働き方改革や旧型経営の破綻、パラレルキャリアの促進などにより、仕事をする上で組織に対する“個”の存在感が増してきています。その傾向がリモートワークが進んだコロナ禍で、“ある現象”を生み、経営者を悩ませているようです。
今回、編集部は当社CEOの桜庭理奈にインタビューを行いました。桜庭はこれまで数社の企業で人事戦略に携わり、現在、多数の大企業・中小企業へ人事の面からサポートを行っています。前編では、桜庭の生い立ちやキャリアの中で経験したアイデンティティ・クライシスを中心に綴っていきます。
“声なき声”をあげ始めた30〜40代中間管理職
編集部(以下、編):桜庭さんは経営者の方と接する機会が多いですが、その中で最近気になるお話があるそうですね。
35CoCreation合同会社CEO 桜庭理奈(以下、桜庭):そうなんです。立て続けに何人かの経営者から「新しい制度やシステムを導入しようとしても30代〜40代中間管理職が反対して頓挫してしまう」というお話がありました。反対するのは決まって30代(だいたい後半)〜40代のメンバーやチームを持っている中間管理職の方々なんです。

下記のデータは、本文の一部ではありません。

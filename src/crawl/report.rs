// src/crawl/report.rs
// =============================================================================
// What a finished crawl hands back.
//
// The emails are the main result; the rest tells the caller how the crawl
// went. #[derive(Serialize)] lets main.rs print the whole thing as JSON.
// =============================================================================

use serde::Serialize;
use std::collections::BTreeSet;

/// A URL the crawl gave up on without stopping
#[derive(Debug, Clone, PartialEq, Eq, Serialize)]
pub struct SkippedUrl {
    pub url: String,
    /// Error kind, e.g. "missing_scheme" or "connection_failure"
    pub kind: String,
    pub reason: String,
}

#[derive(Debug, Clone, Default, Serialize)]
pub struct CrawlReport {
    /// Every distinct email-like string found, sorted
    pub emails: BTreeSet<String>,
    /// Pages fetched successfully, in crawl order
    pub fetched: Vec<String>,
    /// URLs dequeued but skipped because their fetch failed recoverably
    pub skipped: Vec<SkippedUrl>,
    /// Number of depth levels drained
    pub levels: usize,
    /// True when the crawl stopped early on request
    pub cancelled: bool,
}

impl CrawlReport {
    /// Every URL the crawl attempted, fetched or skipped
    pub fn attempted(&self) -> usize {
        self.fetched.len() + self.skipped.len()
    }
}
// src/extract/links.rs
// =============================================================================
// Finds hyperlink targets in an HTML page and resolves host-relative ones.
//
// We use the `scraper` crate to parse the page and select `a[href]`
// elements. The raw href values are handed back untouched: deciding what a
// link means is the crawler's job, not the parser's.
//
// Resolution is deliberately narrow. Only links starting with a single `/`
// are joined onto `scheme://host` of the page they came from. Protocol-
// relative (`//cdn.example.com/x`) and path-relative (`about.html`) links
// stay as they are, and later fail to fetch for lack of a scheme.
// =============================================================================

use scraper::{Html, Selector};
use std::sync::LazyLock;
use url::Url;

static ANCHOR_SELECTOR: LazyLock<Selector> =
    LazyLock::new(|| Selector::parse("a[href]").expect("anchor selector is valid CSS"));

// Returns the href of every anchor in document order
//
// Duplicates are kept; the crawler deduplicates against everything it has
// already seen anyway.
pub fn extract_anchor_hrefs(html: &str) -> Vec<String> {
    let document = Html::parse_document(html);

    document
        .select(&ANCHOR_SELECTOR)
        .filter_map(|element| element.value().attr("href"))
        .map(str::to_string)
        .collect()
}

// Derives `scheme://authority` from a page URL
//
// The authority is sliced out of the input exactly as written: host case,
// userinfo and explicit ports (even default ones) survive, so a resolved
// self-link matches the URL it was found on. Url::parse only decides
// whether there is an authority at all; its normalized form is not used.
// Returns None when the URL is not absolute, in which case host-relative
// links on that page can't be resolved.
//
// Example:
//   "https://Example.com:443/about?x=1" -> Some("https://Example.com:443")
pub fn base_url(url: &str) -> Option<String> {
    let parsed = Url::parse(url).ok()?;
    if !parsed.has_authority() {
        return None;
    }

    let (scheme, rest) = url.split_once("://")?;
    let authority_end = rest.find(&['/', '?', '#'][..]).unwrap_or(rest.len());
    Some(format!("{}://{}", scheme, &rest[..authority_end]))
}

// Rewrites a host-relative link against the page's base URL
//
// "/contact" + "https://example.com" -> "https://example.com/contact"
// Anything else comes back unchanged.
pub fn resolve_link(base: Option<&str>, href: &str) -> String {
    match base {
        Some(base) if is_host_relative(href) => format!("{}{}", base, href),
        _ => href.to_string(),
    }
}

fn is_host_relative(href: &str) -> bool {
    href.starts_with('/') && !href.starts_with("//")
}

#[cfg(test)]
mod tests {
    use super::*;

    #[test]
    fn test_extract_hrefs_in_order() {
        let html = r#"
            <a href="/page2">Two</a>
            <a name="no-href">Skip</a>
            <a href="https://other.test/">Other</a>
            <a href="/page2">Two again</a>
        "#;
        let hrefs = extract_anchor_hrefs(html);
        assert_eq!(hrefs, vec!["/page2", "https://other.test/", "/page2"]);
    }

    #[test]
    fn test_hrefs_are_not_validated() {
        let html = r##"<a href="mailto:x@y.com">m</a><a href="#top">t</a><a href="">e</a>"##;
        let hrefs = extract_anchor_hrefs(html);
        assert_eq!(hrefs, vec!["mailto:x@y.com", "#top", ""]);
    }

    #[test]
    fn test_base_url_drops_path_and_query() {
        assert_eq!(
            base_url("https://example.com/about?x=1#frag").as_deref(),
            Some("https://example.com")
        );
        assert_eq!(
            base_url("http://user@example.com:8080/a/b").as_deref(),
            Some("http://user@example.com:8080")
        );
    }

    #[test]
    fn test_base_url_keeps_authority_as_written() {
        assert_eq!(
            base_url("https://a.test:443/x").as_deref(),
            Some("https://a.test:443")
        );
        assert_eq!(base_url("https://A.Test/x").as_deref(), Some("https://A.Test"));
        assert_eq!(base_url("http://a.test?q=1").as_deref(), Some("http://a.test"));
        assert_eq!(base_url("http://a.test#top").as_deref(), Some("http://a.test"));
    }

    #[test]
    fn test_self_link_resolves_to_same_string() {
        for page in ["https://a.test:443/", "https://A.TEST/"] {
            let base = base_url(page);
            assert_eq!(resolve_link(base.as_deref(), "/"), page);
        }
    }

    #[test]
    fn test_base_url_of_relative_is_none() {
        assert_eq!(base_url("page2"), None);
        assert_eq!(base_url("mailto:someone@example.com"), None);
    }

    #[test]
    fn test_resolve_host_relative_link() {
        let base = base_url("https://example.com/about");
        assert_eq!(
            resolve_link(base.as_deref(), "/contact"),
            "https://example.com/contact"
        );
    }

    #[test]
    fn test_other_links_left_alone() {
        let base = Some("https://example.com");
        assert_eq!(resolve_link(base, "//cdn.example.com/x"), "//cdn.example.com/x");
        assert_eq!(resolve_link(base, "about.html"), "about.html");
        assert_eq!(resolve_link(base, "https://a.test/"), "https://a.test/");
        assert_eq!(resolve_link(None, "/contact"), "/contact");
    }
}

これは、自分たちが違和感を抱く旧型のことをやりたくないということだったり、自分たちが引き継いできた負のレガシーを次代には継ぎたくないという“声なき声”の表れなんだと思います。
コロナ禍で進む、アイデンティティ・クライシス
編:経営者側も“よかれ”と考えて導入する制度やシステムですよね?
桜庭:だから問題なんですよね。先日、大手の外資系製薬系企業がこぞって全国の営業所を閉鎖するとの記事が出ました。コロナ禍でのリモートワークの加速化が大きな要因です。フィジカルな接触を持たない環境は、個々人の自律的働き方や生き方を応援する一面もある一方で、主体的に組織と関わるマインド、モチベーション、スキルなども求められます。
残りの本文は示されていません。